◆ Your assignment
From the first line of the data below, copy each line up to the one containing "After a restart", and include that line too.

Collected data
=======

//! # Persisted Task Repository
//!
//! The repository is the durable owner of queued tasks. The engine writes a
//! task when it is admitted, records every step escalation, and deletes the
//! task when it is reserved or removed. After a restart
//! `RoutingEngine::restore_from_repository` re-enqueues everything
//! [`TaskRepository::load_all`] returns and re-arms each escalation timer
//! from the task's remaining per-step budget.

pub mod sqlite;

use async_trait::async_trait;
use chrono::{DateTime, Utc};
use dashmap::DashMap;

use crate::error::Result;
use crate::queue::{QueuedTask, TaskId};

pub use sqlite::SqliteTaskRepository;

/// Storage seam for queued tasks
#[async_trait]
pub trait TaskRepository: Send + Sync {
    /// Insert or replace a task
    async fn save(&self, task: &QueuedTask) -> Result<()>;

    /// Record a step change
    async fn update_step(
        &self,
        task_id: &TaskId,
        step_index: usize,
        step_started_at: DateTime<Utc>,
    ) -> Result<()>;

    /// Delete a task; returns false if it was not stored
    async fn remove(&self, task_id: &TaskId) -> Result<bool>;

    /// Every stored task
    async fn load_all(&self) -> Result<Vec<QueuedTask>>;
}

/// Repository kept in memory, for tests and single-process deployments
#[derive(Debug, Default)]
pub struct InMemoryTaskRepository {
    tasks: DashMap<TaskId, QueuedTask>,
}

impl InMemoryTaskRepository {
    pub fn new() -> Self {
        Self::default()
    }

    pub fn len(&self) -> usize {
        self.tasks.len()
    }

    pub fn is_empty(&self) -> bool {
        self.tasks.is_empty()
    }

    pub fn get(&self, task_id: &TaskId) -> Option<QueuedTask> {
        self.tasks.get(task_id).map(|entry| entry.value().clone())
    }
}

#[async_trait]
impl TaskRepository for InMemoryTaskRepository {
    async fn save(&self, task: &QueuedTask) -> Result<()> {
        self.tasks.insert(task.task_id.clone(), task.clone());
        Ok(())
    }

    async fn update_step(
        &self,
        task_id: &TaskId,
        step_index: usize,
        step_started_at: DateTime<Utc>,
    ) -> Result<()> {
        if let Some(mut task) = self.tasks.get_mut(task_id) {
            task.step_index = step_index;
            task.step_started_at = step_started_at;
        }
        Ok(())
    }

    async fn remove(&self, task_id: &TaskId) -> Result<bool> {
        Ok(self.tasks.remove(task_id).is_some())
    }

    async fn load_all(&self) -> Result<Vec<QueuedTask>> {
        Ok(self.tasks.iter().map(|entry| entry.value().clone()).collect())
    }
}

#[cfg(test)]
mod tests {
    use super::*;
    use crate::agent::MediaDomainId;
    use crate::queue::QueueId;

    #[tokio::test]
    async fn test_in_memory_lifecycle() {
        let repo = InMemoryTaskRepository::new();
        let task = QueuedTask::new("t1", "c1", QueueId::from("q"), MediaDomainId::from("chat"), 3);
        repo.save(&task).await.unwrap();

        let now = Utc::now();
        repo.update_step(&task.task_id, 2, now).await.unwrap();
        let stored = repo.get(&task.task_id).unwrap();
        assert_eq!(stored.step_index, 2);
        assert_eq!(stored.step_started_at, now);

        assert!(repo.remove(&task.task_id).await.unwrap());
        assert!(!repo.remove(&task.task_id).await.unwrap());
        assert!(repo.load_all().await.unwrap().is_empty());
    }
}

=======

◆ Answer box
//! # Persisted Task Repository
//!
//! The repository is the durable owner of queued tasks. The engine writes a
//! task when it is admitted, records every step escalation, and deletes the
//! task when it is reserved or removed. After a restart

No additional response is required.